* Data for review
==================================================

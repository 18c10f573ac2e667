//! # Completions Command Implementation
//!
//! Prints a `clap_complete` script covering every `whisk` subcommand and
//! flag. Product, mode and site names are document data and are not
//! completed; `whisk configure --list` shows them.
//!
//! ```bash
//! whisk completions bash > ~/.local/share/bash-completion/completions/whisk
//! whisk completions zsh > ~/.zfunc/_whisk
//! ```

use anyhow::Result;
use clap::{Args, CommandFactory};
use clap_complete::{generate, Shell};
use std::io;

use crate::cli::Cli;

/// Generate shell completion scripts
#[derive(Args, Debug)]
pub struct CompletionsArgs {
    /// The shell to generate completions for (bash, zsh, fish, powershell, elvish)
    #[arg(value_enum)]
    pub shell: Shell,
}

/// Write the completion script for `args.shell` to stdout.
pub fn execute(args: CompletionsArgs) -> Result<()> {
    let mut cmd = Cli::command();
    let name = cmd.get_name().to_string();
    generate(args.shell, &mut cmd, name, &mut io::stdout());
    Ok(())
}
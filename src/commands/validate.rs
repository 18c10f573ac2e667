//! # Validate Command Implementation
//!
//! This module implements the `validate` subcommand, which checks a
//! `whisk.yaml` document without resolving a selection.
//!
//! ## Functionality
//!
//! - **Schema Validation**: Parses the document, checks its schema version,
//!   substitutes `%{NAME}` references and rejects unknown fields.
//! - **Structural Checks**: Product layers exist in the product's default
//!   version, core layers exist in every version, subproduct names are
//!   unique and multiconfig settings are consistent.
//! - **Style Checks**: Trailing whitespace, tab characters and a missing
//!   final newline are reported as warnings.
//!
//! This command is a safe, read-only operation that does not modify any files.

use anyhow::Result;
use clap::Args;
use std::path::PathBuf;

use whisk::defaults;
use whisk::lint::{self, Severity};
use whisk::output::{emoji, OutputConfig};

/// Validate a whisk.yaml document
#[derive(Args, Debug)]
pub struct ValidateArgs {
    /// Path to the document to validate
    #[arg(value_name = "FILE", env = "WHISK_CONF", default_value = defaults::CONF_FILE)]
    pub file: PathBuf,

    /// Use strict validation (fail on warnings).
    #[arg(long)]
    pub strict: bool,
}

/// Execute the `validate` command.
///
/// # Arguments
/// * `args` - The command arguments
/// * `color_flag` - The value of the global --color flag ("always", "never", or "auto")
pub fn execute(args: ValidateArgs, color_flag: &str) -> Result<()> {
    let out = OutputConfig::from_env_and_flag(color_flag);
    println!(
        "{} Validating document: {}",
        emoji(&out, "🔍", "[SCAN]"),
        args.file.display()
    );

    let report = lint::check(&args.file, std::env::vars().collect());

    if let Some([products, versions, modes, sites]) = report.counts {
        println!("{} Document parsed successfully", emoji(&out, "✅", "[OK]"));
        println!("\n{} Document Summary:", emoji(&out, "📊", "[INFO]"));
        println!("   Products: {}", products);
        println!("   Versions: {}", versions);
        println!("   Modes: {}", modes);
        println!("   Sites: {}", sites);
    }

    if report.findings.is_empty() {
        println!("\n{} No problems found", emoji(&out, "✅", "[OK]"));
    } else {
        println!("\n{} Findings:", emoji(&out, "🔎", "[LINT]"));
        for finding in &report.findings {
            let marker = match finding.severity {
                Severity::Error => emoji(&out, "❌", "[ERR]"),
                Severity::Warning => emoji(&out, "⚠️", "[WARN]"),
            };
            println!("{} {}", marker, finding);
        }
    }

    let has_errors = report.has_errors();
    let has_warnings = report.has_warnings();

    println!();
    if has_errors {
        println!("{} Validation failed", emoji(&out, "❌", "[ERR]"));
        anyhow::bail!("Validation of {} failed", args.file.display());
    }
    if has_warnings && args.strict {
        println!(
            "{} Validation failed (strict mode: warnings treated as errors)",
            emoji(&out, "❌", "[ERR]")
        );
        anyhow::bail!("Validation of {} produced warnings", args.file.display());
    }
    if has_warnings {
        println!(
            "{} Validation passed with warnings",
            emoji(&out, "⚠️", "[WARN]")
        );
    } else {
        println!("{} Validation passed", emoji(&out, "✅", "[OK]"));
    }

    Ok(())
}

==================================================

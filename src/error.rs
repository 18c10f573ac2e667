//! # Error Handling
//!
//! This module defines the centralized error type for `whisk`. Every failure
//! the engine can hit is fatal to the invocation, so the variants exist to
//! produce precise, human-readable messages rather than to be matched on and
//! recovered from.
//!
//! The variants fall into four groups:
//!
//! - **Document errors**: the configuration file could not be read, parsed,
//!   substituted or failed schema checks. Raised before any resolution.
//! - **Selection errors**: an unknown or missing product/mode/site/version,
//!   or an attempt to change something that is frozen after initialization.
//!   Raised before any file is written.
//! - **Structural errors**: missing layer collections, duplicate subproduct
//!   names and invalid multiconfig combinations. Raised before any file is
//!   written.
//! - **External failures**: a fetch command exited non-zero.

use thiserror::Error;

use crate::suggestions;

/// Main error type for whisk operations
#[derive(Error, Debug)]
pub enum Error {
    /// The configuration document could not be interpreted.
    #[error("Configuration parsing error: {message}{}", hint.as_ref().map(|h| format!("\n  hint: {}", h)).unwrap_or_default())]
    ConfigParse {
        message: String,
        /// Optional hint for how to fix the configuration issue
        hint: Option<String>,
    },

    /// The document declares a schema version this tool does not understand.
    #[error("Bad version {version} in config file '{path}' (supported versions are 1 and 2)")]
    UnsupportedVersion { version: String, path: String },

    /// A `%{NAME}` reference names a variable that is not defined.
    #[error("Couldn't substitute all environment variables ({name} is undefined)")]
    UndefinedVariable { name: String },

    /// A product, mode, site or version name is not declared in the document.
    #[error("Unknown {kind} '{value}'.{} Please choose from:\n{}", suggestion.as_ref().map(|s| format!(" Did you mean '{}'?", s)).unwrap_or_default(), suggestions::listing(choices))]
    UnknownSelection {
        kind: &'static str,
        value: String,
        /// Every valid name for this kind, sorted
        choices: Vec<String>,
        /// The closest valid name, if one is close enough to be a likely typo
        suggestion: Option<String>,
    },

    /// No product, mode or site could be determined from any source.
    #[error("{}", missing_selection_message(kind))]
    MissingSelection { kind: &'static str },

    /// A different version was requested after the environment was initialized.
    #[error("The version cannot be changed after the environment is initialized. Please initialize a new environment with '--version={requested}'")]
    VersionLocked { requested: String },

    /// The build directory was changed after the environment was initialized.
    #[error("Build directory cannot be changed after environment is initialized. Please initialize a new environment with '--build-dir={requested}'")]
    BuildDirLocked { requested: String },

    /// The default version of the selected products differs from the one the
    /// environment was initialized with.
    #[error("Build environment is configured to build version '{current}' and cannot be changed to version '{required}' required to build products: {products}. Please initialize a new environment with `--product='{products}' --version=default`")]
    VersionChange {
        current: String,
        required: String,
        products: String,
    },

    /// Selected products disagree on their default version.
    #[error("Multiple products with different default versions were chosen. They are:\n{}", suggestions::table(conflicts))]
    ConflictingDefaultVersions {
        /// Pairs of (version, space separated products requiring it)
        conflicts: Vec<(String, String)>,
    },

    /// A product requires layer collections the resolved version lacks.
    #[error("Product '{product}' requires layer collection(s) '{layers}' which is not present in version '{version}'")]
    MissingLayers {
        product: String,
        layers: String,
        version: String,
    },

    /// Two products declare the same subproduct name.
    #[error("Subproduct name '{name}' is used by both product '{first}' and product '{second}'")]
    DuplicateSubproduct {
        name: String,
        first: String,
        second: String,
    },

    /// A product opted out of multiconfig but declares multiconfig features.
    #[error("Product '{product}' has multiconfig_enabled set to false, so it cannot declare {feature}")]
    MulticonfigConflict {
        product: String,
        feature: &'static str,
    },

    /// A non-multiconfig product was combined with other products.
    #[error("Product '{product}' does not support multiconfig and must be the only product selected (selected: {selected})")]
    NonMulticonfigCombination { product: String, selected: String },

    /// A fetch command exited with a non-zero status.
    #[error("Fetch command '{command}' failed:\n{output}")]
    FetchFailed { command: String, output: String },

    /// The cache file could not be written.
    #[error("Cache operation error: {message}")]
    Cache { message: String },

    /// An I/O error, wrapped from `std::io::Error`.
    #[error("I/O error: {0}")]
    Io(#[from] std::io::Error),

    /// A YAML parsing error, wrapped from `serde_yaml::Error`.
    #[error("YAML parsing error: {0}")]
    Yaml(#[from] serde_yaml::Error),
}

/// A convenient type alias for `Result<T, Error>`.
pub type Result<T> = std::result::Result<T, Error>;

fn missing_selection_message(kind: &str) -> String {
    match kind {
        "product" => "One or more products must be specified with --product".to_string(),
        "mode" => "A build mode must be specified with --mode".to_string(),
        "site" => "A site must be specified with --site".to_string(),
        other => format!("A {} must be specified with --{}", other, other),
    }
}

==================================================

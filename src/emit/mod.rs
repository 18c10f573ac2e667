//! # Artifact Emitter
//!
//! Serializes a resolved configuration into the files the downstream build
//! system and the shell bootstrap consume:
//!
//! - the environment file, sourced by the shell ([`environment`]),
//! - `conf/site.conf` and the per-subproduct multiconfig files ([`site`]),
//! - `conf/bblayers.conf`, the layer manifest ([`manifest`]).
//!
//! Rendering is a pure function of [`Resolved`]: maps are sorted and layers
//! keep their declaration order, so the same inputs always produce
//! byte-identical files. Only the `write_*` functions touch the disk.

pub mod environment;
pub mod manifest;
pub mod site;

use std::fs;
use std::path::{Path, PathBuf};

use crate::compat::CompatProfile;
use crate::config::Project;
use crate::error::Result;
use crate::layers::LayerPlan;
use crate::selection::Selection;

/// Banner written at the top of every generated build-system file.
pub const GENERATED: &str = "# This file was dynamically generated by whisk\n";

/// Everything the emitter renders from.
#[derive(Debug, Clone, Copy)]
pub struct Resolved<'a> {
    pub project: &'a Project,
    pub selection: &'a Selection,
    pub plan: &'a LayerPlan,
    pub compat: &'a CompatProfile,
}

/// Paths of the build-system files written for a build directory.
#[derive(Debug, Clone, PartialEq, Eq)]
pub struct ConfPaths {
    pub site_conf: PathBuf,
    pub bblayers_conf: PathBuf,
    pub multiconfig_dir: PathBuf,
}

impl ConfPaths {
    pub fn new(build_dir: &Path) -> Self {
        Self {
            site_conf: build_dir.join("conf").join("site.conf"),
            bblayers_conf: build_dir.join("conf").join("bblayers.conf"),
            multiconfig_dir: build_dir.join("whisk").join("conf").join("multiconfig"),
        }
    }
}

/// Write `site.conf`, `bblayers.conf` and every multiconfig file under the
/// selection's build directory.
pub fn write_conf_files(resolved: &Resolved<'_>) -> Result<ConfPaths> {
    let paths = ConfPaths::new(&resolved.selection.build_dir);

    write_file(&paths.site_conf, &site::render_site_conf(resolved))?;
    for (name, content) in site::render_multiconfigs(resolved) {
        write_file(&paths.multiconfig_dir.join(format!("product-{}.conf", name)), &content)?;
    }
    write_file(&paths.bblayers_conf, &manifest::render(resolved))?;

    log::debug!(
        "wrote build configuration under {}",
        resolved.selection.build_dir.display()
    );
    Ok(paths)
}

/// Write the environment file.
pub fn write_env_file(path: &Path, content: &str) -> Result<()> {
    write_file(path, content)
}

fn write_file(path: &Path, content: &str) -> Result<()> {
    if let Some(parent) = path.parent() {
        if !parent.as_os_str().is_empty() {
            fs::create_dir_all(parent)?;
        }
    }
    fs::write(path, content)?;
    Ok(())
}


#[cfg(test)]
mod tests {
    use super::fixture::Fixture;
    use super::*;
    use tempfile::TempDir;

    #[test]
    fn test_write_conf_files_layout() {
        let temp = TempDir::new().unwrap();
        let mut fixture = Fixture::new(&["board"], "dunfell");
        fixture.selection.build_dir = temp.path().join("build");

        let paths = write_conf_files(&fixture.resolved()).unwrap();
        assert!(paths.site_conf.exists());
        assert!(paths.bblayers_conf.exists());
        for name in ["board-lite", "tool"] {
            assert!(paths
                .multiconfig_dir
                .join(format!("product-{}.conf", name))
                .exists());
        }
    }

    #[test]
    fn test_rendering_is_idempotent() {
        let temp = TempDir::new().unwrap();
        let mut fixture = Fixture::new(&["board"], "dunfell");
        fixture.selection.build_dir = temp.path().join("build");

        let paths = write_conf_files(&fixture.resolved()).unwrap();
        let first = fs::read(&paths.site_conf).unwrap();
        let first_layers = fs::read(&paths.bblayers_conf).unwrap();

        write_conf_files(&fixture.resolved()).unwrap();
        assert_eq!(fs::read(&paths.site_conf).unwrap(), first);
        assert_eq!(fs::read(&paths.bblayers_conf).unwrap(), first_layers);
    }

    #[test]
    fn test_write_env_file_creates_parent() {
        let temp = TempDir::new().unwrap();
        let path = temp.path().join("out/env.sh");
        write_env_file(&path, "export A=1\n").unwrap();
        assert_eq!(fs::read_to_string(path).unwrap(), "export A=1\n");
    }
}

==================================================

* Exercise description
Some lines above contain the word "strict". Copy each of them.

* Reply to the task
    /// Use strict validation (fail on warnings).
    pub strict: bool,
    if has_warnings && args.strict {
            "{} Validation failed (strict mode: warnings treated as errors)",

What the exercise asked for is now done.